Aber zumindest ich komme nicht einmal am Aufenthaltsraum an, denn mein Pieper meldet sich. Ich ziehe ihn aus der Tasche am Gürtel und schaue drauf. <Ich muss arbeiten. Aber danke für die Aufheiterung!> meine ich und mache mich wieder auf dem Weg nach unten in die Halle. Ein anderer RTW hat eine Panne und wir müssen den Patienten übernehmen damit der Transport in die Klinik umgehend fortgeführt werden kann.
Da mein Weg kürzer war bin ich natürlich auch schneller am RTW und wechsel meine Schuhe. Geliebte Adiletten wir sehen uns gleich wieder. Ralf kommt auch beim RTW an und ich ziehe schonmal das Stromkabel aus dem Auto raus. Ich fahre heute und bewege meinen Po danach auf den Fahrersitz. Während ich auf ihn warte ändere ich unseren Status schonmal, schnalle mich an und starte den Motor. Als Ralf das Tor geöffnet hat und dann ebenfalls eingestiegen ist fahre ich los und ziehe uns den Einsatz mit der Wegbeschreibung auf unseren Monitor. Es ist gar nicht weit entfernt und nach 3 Minuten sind wir schon da. Es ist auf einer normalen Straße mit beiden Fahrrichtungen und ich stelle mich quasi als Geisterfahrer hinter den ersten RTW. Erleichtert uns gleich das Umschieben des Patienten in unseren RTW.

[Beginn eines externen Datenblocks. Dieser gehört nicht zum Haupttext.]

use serde::ser::{Serialize, SerializeMap, Serializer};

/// Field errors for one screen, kept in the order they were first recorded.
#[derive(Debug, Clone, Default, PartialEq, Eq)]
pub struct ErrorMap {
    entries: Vec<(String, String)>,
}

impl ErrorMap {
    pub fn new() -> Self {
        Self::default()
    }

    /// Records an error, replacing any earlier one for the field in place.
    pub fn insert(&mut self, field_id: impl Into<String>, message: impl Into<String>) {
        let field_id = field_id.into();
        let message = message.into();
        match self.entries.iter_mut().find(|(id, _)| *id == field_id) {
            Some(entry) => entry.1 = message,
            None => self.entries.push((field_id, message)),
        }
    }

    /// Records `message` when present, otherwise clears the field.
    pub fn set(&mut self, field_id: &str, message: Option<String>) {
        match message {
            Some(message) => self.insert(field_id, message),
            None => {
                self.remove(field_id);
            }
        }
    }

    pub fn remove(&mut self, field_id: &str) -> Option<String> {
        let index = self.entries.iter().position(|(id, _)| id == field_id)?;
        Some(self.entries.remove(index).1)
    }

    pub fn get(&self, field_id: &str) -> Option<&str> {
        self.entries
            .iter()
            .find(|(id, _)| id == field_id)
            .map(|(_, message)| message.as_str())
    }

    pub fn contains(&self, field_id: &str) -> bool {
        self.get(field_id).is_some()
    }

    /// The first error in field order, the one a screen focuses.
    pub fn first(&self) -> Option<(&str, &str)> {
        self.entries
            .first()
            .map(|(id, message)| (id.as_str(), message.as_str()))
    }

    pub fn iter(&self) -> impl Iterator<Item = (&str, &str)> {
        self.entries
            .iter()
            .map(|(id, message)| (id.as_str(), message.as_str()))
    }

    pub fn len(&self) -> usize {
        self.entries.len()
    }

    pub fn is_empty(&self) -> bool {
        self.entries.is_empty()
    }
}

impl Serialize for ErrorMap {
    fn serialize<S: Serializer>(&self, serializer: S) -> Result<S::Ok, S::Error> {
        let mut map = serializer.serialize_map(Some(self.entries.len()))?;
        for (id, message) in &self.entries {
            map.serialize_entry(id, message)?;
        }
        map.end()
    }
}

Mit Blaulicht und Warnblinkanlage bleibe ich stehen und ziehe den Schlüssel bevor ich aussteige. Habe mir vorhin in der Umkleide noch schnell meine kleine Handschuhtasche am Gürtel aufgefüllt und kann mir auf dem Weg zum anderen RTW dort welche rausziehen. Während Ralf bei den Kollegen anklopft und die Tür öffnet schlüpfe ich in meine Handschuhe. Das klappt hervorragend, da ich in meiner morgendlichen Müdigkeit nicht Handschuhgröße M erwischt habe sondern anscheinend XL. Muss es später auf der Wache dringend ändern denn mit XL Handschuhen könnte ich auch vom Schutzstatus direkt ohne arbeiten.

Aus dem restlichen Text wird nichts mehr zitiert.